WHAT IS REQUIRED: Only the lines below between the ones containing "no dedicated mapping." and "impl std::fmt::Display for", inclusive, are to be reproduced, each exactly as it stands.

EXTRACTED ENTRIES:
==============================

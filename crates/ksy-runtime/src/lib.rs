#![warn(clippy::pedantic)]

pub mod error;
pub mod parents;
pub mod process;
pub mod record;
pub mod repeat;
pub mod stream;

pub use error::{DecodeError, StreamError};
pub use parents::Parents;
pub use process::{
    MAX_DECOMPRESSED_SIZE, process_rotate_left, process_rotate_right, process_xor_many,
    process_xor_one, process_zlib, process_zstd,
};
pub use record::{
    Decode, FieldCategory, FieldInfo, Lazy, LazyState, RecordBase, TextEncoding, at,
    count, decode_text, ensure_contents, first, last, require, size, str_to_int,
};
pub use repeat::{repeat_eos, repeat_expr, repeat_until};
pub use stream::{Endian, KStream, Origin, Terminator, bytes_strip_right, bytes_terminate};
//! Runnel - streaming automation worker
//!
//! Main entry point for the runnel CLI.

use std::process::ExitCode;

use anyhow::Result;
use clap::{Parser, Subcommand};
use runnel_config::LoggingConfig;
use tracing_appender::non_blocking::WorkerGuard;
use tracing_appender::rolling::{RollingFileAppender, Rotation};
use tracing_subscriber::EnvFilter;

mod commands;

use commands::{playbook, worker};

// ─────────────────────────────────────────────────────────────────────────────
// CLI Structure
// ─────────────────────────────────────────────────────────────────────────────

/// Runnel - streaming automation worker
#[derive(Parser)]
#[command(name = "runnel")]
#[command(author, version, about, long_about = None)]
#[command(propagate_version = true)]
pub struct Cli {
    /// Enable verbose logging on stderr
    #[arg(long, global = true)]
    pub verbose: bool,

    #[command(subcommand)]
    pub command: Commands,
}

#[derive(Subcommand)]
pub enum Commands {
    /// Run one job from the frame stream on stdin
    Worker(worker::WorkerArgs),

    /// Run a script locally and print its events
    Playbook(playbook::PlaybookArgs),
}

// ─────────────────────────────────────────────────────────────────────────────
// Main
// ─────────────────────────────────────────────────────────────────────────────

#[tokio::main]
async fn main() -> Result<ExitCode> {
    let cli = Cli::parse();

    // Logging settings come from the user config only; job-local layers are
    // read later by the worker.
    let (logging, warnings) = match runnel_config::load_config(None) {
        Ok(loaded) => (loaded.config.logging(), loaded.warnings),
        Err(e) => (LoggingConfig::default(), vec![e.to_string()]),
    };
    let _guard = init_tracing(cli.verbose, &logging);
    for warning in warnings {
        tracing::warn!(%warning, "Ignoring config layer");
    }

    let ctx = commands::Context {
        verbose: cli.verbose,
    };

    match cli.command {
        Commands::Worker(args) => worker::run(args, &ctx).await,
        Commands::Playbook(args) => playbook::run(args, &ctx).await,
    }
}

/// Console (human-readable, stderr) + rolling file log.
///
/// stdout carries the frame protocol, so nothing here may write to it.
fn init_tracing(verbose: bool, logging: &LoggingConfig) -> Option<WorkerGuard> {
    use tracing_subscriber::prelude::*;

    let filter = if verbose {
        "runnel=debug,runnel_worker=debug,runnel_config=debug,info"
    } else {
        "runnel=info,runnel_worker=info,runnel_config=info,warn"
    };
    let console_filter =
        EnvFilter::try_from_default_env().unwrap_or_else(|_| EnvFilter::new(filter));

    let log_dir = logging
        .dir
        .clone()
        .or_else(|| runnel_config::user_config_dir().map(|d| d.join("logs")));
    let appender = log_dir.and_then(|dir| {
        RollingFileAppender::builder()
            .rotation(Rotation::DAILY)
            .filename_prefix(&logging.file_prefix)
            .build(&dir)
            .ok()
    });
    let (writer, guard) = match appender {
        Some(appender) => {
            let (writer, guard) = tracing_appender::non_blocking(appender);
            (Some(writer), Some(guard))
        }
        None => (None, None),
    };
    let file_filter = || EnvFilter::new("runnel=trace,runnel_worker=trace,runnel_config=trace,info");

    let json_layer = writer.clone().filter(|_| logging.json).map(|writer| {
        tracing_subscriber::fmt::layer()
            .json()
            .with_writer(writer)
            .with_filter(file_filter())
    });
    let text_layer = writer.filter(|_| !logging.json).map(|writer| {
        tracing_subscriber::fmt::layer()
            .with_ansi(false)
            .with_writer(writer)
            .with_filter(file_filter())
    });

    tracing_subscriber::registry()
        .with(
            tracing_subscriber::fmt::layer()
                .with_target(true)
                .with_writer(std::io::stderr)
                .with_filter(console_filter),
        )
        .with(json_layer)
        .with(text_layer)
        .init();

    guard
}
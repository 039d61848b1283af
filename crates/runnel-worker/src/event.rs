//! Translated execution events: the schema-stable unit that is journaled and
//! streamed to the controller.

use chrono::{DateTime, Utc};
use serde::{Deserialize, Serialize};
use serde_json::{Map, Value};
use uuid::Uuid;

/// Output event kinds.
#[derive(Debug, Clone, Copy, PartialEq, Eq, Hash, Serialize, Deserialize)]
#[serde(rename_all = "snake_case")]
pub enum EventKind {
    PlaybookOnStart,
    PlaybookOnPlayStart,
    PlaybookOnTaskStart,
    RunnerOnStart,
    RunnerOnOk,
    RunnerOnFailed,
    RunnerOnSkipped,
    RunnerOnUnreachable,
    PlaybookOnStats,
    /// Fallback for engine output with no dedicated mapping.
    Verbose,
}

impl EventKind {
    /// Wire name of this kind.
    pub fn as_str(&self) -> &'static str {
        match self {
            Self::PlaybookOnStart => "playbook_on_start",
            Self::PlaybookOnPlayStart => "playbook_on_play_start",
            Self::PlaybookOnTaskStart => "playbook_on_task_start",
            Self::RunnerOnStart => "runner_on_start",
            Self::RunnerOnOk => "runner_on_ok",
            Self::RunnerOnFailed => "runner_on_failed",
            Self::RunnerOnSkipped => "runner_on_skipped",
            Self::RunnerOnUnreachable => "runner_on_unreachable",
            Self::PlaybookOnStats => "playbook_on_stats",
            Self::Verbose => "verbose",
        }
    }

    /// Terminal per-host result kinds.
    pub fn is_terminal(&self) -> bool {
        matches!(
            self,
            Self::RunnerOnOk | Self::RunnerOnFailed | Self::RunnerOnSkipped | Self::RunnerOnUnreachable
        )
    }
}

impl std::fmt::Display for EventKind {
    fn fmt(&self, f: &mut std::fmt::Formatter<'_>) -> std::fmt::Result {
        f.write_str(self.as_str())
    }
}

/// A single translated event. Immutable once built.
#[derive(Debug, Clone, PartialEq, Serialize, Deserialize)]
pub struct ExecutionEvent {
    pub uuid: Uuid,
    pub counter: u64,
    pub created: DateTime<Utc>,
    pub runner_ident: String,
    pub event: EventKind,
    #[serde(default, skip_serializing_if = "Option::is_none")]
    pub parent_uuid: Option<Uuid>,
    pub event_data: Map<String, Value>,
    pub stdout: String,
    pub start_line: u64,
    pub end_line: u64,
}

impl ExecutionEvent {
    /// Host named in `event_data`, if any.
    pub fn host(&self) -> Option<&str> {
        self.event_data.get("host").and_then(Value::as_str)
    }

    /// Whether `event_data.changed` is set.
    pub fn changed(&self) -> bool {
        self.event_data
            .get("changed")
            .and_then(Value::as_bool)
            .unwrap_or(false)
    }

    /// File name under `job_events/`.
    pub fn file_name(&self) -> String {
        format!("{:06}-{}.json", self.counter, self.uuid)
    }

    /// Header used for ANSI-embedded transport: everything except the
    /// rendered text and line range.
    pub fn header(&self) -> Value {
        let mut header = Map::new();
        header.insert("uuid".into(), Value::String(self.uuid.to_string()));
        header.insert("counter".into(), Value::from(self.counter));
        header.insert("created".into(), Value::String(self.created.to_rfc3339()));
        header.insert("runner_ident".into(), Value::String(self.runner_ident.clone()));
        header.insert("event".into(), Value::String(self.event.as_str().to_string()));
        if let Some(parent) = self.parent_uuid {
            header.insert("parent_uuid".into(), Value::String(parent.to_string()));
        }
        header.insert("event_data".into(), Value::Object(self.event_data.clone()));
        Value::Object(header)
    }
}

#[cfg(test)]
mod tests {
    use super::*;
    use serde_json::json;

    fn sample() -> ExecutionEvent {
        let mut data = Map::new();
        data.insert("host".into(), json!("web1"));
        data.insert("changed".into(), json!(true));
        ExecutionEvent {
            uuid: Uuid::new_v4(),
            counter: 7,
            created: Utc::now(),
            runner_ident: "42".into(),
            event: EventKind::RunnerOnOk,
            parent_uuid: None,
            event_data: data,
            stdout: "changed: [web1]".into(),
            start_line: 3,
            end_line: 4,
        }
    }

    #[test]
    fn test_kind_wire_names_match_serde() {
        for kind in [
            EventKind::PlaybookOnStart,
            EventKind::PlaybookOnPlayStart,
            EventKind::PlaybookOnTaskStart,
            EventKind::RunnerOnStart,
            EventKind::RunnerOnOk,
            EventKind::RunnerOnFailed,
            EventKind::RunnerOnSkipped,
            EventKind::RunnerOnUnreachable,
            EventKind::PlaybookOnStats,
            EventKind::Verbose,
        ] {
            assert_eq!(serde_json::to_value(kind).unwrap(), json!(kind.as_str()));
        }
    }

    #[test]
    fn test_serialized_shape() {
        let event = sample();
        let value = serde_json::to_value(&event).unwrap();
        assert_eq!(value["event"], "runner_on_ok");
        assert_eq!(value["counter"], 7);
        assert!(value.get("parent_uuid").is_none());
        assert_eq!(value["event_data"]["host"], "web1");
    }

    #[test]
    fn test_file_name_is_padded() {
        let event = sample();
        assert!(event.file_name().starts_with("000007-"));
        assert!(event.file_name().ends_with(".json"));
    }

    #[test]
    fn test_accessors() {
        let event = sample();
        assert_eq!(event.host(), Some("web1"));
        assert!(event.changed());
        assert!(event.header().get("stdout").is_none());
    }
}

==============================

ANSWER SPACE:
    /// Fallback for engine output with no dedicated mapping.
    Verbose,
}

impl EventKind {
    /// Wire name of this kind.
    pub fn as_str(&self) -> &'static str {
        match self {
            Self::PlaybookOnStart => "playbook_on_start",
            Self::PlaybookOnPlayStart => "playbook_on_play_start",
            Self::PlaybookOnTaskStart => "playbook_on_task_start",
            Self::RunnerOnStart => "runner_on_start",
            Self::RunnerOnOk => "runner_on_ok",
            Self::RunnerOnFailed => "runner_on_failed",
            Self::RunnerOnSkipped => "runner_on_skipped",
            Self::RunnerOnUnreachable => "runner_on_unreachable",
            Self::PlaybookOnStats => "playbook_on_stats",
            Self::Verbose => "verbose",
        }
    }

    /// Terminal per-host result kinds.
    pub fn is_terminal(&self) -> bool {
        matches!(
            self,
            Self::RunnerOnOk | Self::RunnerOnFailed | Self::RunnerOnSkipped | Self::RunnerOnUnreachable
        )
    }
}

impl std::fmt::Display for EventKind {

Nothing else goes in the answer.